从视频到语言：视频描述和标题生成方法研究

CASIA OpenIR > 多模态人工智能系统全国重点实验室 > 视频内容安全

	从视频到语言：视频描述和标题生成方法研究
	张子琦
	2022-05
页数	150
学位类型	博士
中文摘要	随着深度学习技术在计算机视觉和自然语言处理领域的深入发展，二者逐渐形成相互融合、相互促进的趋势。作为桥接视觉和语言两种模态的重要方式，视频描述任务受到越来越多研究人员的关注。通过对视频描述任务的研究，能够扩展传统视频语义表征的范围，实现视觉与语言两种模态的融合和语义对齐，具有重要的科研价值。同时，视频描述在自动驾驶、辅助视障人士及监控事件摘要等应用场景下具有潜在的应用前景。
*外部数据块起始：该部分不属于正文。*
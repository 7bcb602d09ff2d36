//! JSON bodies exchanged with the CorrLang service.
//!
//! Every call is `POST <base>/v1/<operation>` with one of the request structs
//! below; every reply is a [`RegistryResponse`] envelope.

use std::path::PathBuf;

use serde::de::DeserializeOwned;
use serde::{Deserialize, Serialize};
use serde_json::Value;

use corrl_core::{Document, EndpointType, GatewayError, ObjectId, ObjectKind, ServiceAddress};

pub const API_PREFIX: &str = "v1";

/// Reply envelope.
#[derive(Debug, Clone, Serialize, Deserialize)]
pub struct RegistryResponse {
    pub ok: bool,
    #[serde(skip_serializing_if = "Option::is_none")]
    pub data: Option<Value>,
    #[serde(skip_serializing_if = "Option::is_none")]
    pub error: Option<String>,
}

impl RegistryResponse {
    pub fn ok(data: Value) -> Self {
        Self {
            ok: true,
            data: Some(data),
            error: None,
        }
    }

    pub fn error(message: impl Into<String>) -> Self {
        Self {
            ok: false,
            data: None,
            error: Some(message.into()),
        }
    }

    /// Unwraps the payload, turning `ok=false` into a verbatim rejection.
    pub fn into_data<T: DeserializeOwned>(self) -> Result<T, GatewayError> {
        if !self.ok {
            return Err(GatewayError::Rejected(
                self.error
                    .unwrap_or_else(|| "request rejected without a reason".to_string()),
            ));
        }
        serde_json::from_value(self.data.unwrap_or(Value::Null))
            .map_err(|err| GatewayError::Protocol(format!("unexpected reply payload: {err}")))
    }
}

#[derive(Debug, Clone, Serialize, Deserialize)]
pub struct Empty {}

#[derive(Debug, Clone, Serialize, Deserialize)]
pub struct ShutdownRequest {
    pub reason: String,
    pub grace_period_secs: u32,
}

#[derive(Debug, Clone, Serialize, Deserialize)]
pub struct ListObjectsRequest {
    #[serde(skip_serializing_if = "Option::is_none")]
    pub kind: Option<ObjectKind>,
    #[serde(skip_serializing_if = "Option::is_none")]
    pub project: Option<String>,
}

#[derive(Debug, Clone, Serialize, Deserialize)]
pub struct ObjectRequest {
    pub id: ObjectId,
}

#[derive(Debug, Clone, Serialize, Deserialize)]
pub struct CreateEndpointRequest {
    pub project: String,
    pub name: String,
    #[serde(rename = "type")]
    pub endpoint_type: EndpointType,
}

#[derive(Debug, Clone, Serialize, Deserialize)]
pub struct AttachDocumentRequest {
    pub endpoint: ObjectId,
    #[serde(skip_serializing_if = "Option::is_none")]
    pub techspace: Option<String>,
    pub document: Document,
}

#[derive(Debug, Clone, Serialize, Deserialize)]
pub struct AttachServiceRequest {
    pub endpoint: ObjectId,
    #[serde(skip_serializing_if = "Option::is_none")]
    pub techspace: Option<String>,
    pub address: ServiceAddress,
}

#[derive(Debug, Clone, Serialize, Deserialize)]
pub struct ExportSchemaRequest {
    pub endpoint: ObjectId,
    #[serde(skip_serializing_if = "Option::is_none")]
    pub techspace: Option<String>,
    pub target: PathBuf,
}

#[derive(Debug, Clone, Serialize, Deserialize)]
pub struct MergeSpecRequest {
    pub project: String,
    pub path: PathBuf,
}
在电子商务领域及短视频内容创作等场景中，视频描述任务的扩展：视频标题生成，可实现定制化、个性化、有吸引力的视频标题的自动生成，从而增大商品和视频内容的消费，更具有实际的商业价值。本文从“如何对视频进行语言化表示”这一实际问题出发，在“解决传统视频描述任务固有问题并提出视频描述的新方法”、“扩展视频描述模型的知识范围并提出开卷视频描述的新范式”以及“扩展视频描述的实际应用场景并提出视频标题生成的新任务”这三个递进的层面上，完成了以下三个创新工作：（1）提出基于物体关系图和教师推荐学习的视频描述针对已有的视频描述方法缺乏对视频中物体关系的建模，本文提出了一种基于物体关系图的视觉编码器。通过构建部分物体关系图和整体物体关系图，在关系推理的过程中实现物体关系学习并增强细粒度物体表征。此外，本文还发现视频描述语料库词汇的长尾问题是导致与视频内容相关的词汇的训练不够充分的原因。本文提出了一种教师推荐学习的训练策略，利用大规模预训练的外部语言模型作为指导，将其中包含的语言学知识通过知识蒸馏的方式传授给视频描述模型。该方法作为一种训练策略，并不会增加推理阶段的计算量。实验表明，上述方法能够增加视频的细粒度物体表征，同时降低了模型的训练难度，在多个公开数据集上获得了同期最好的效果。（2）提出基于检索-拷贝-生成网络的开卷视频描述传统的视频描述方法的知识完全存储于模型参数中，训练完成即较难扩展。本文受启发于：人类在回答问题时根据经验查找资料，并参考相关知识的过程，提出了一种新的开卷视频描述的范式。该范式将已有输入视频、输出描述的视频描述过程，转换成输入视频、查阅相关文档、参考与视频内容相关表述、输出描述的开卷视频描述过程。为了实现上述过程，本文提出了一种新颖的检索-拷贝-生成网络。通过利用一个可插拔的视频-文本检索器，实现从外部知识库中提取检索句的功能。此外，通过引入一个带拷贝机制的描述生成器，实现从多个检索句中提取与视频内容相关表述的目的。该方法可以通过改变不同领域的检索器和检索数据库，以扩充模型的知识范围。本文通过大量的实验证明该范式的有效性，特别是在跨数据集的实验中验证了模型对不同领域知识的迁移效果。（3）提出一种中文短视频检索和标题生成基准以往的视频描述工作大部分以得到视频内容的客观描述为主，缺乏主观性和吸引性，从而限制了其实际的应用场景。本文提出了将视频描述任务扩展为视频标题生成任务。与视频描述不同的地方在于，视频标题生成任务既要得到与视频语义相关的表述，又要包含吸引人的内容，从而同时具备“可查找性”和“被点击性”两种属性。为了实现这一任务，本文构建了第一个中文短视频检索和标题生成基准，该基准包含一个高质量精细标注的210K短视频数据集和两个大规模弱标注的3M/10M预训练数据集，涵盖51个类别、50K+视频标签、537K个人工标注的标题和描述以及10M+的中文短视频。此外，提出了一种新的视频-文本预训练模型，该模型提供了一种标签驱动的视频文本对齐模块以及一个基于GPT-2的文本生成模块，能够同时实现视频-文本对齐和生成。该工作为中文短视频标题生成和视频跨模态检索的研究和应用提供了支持。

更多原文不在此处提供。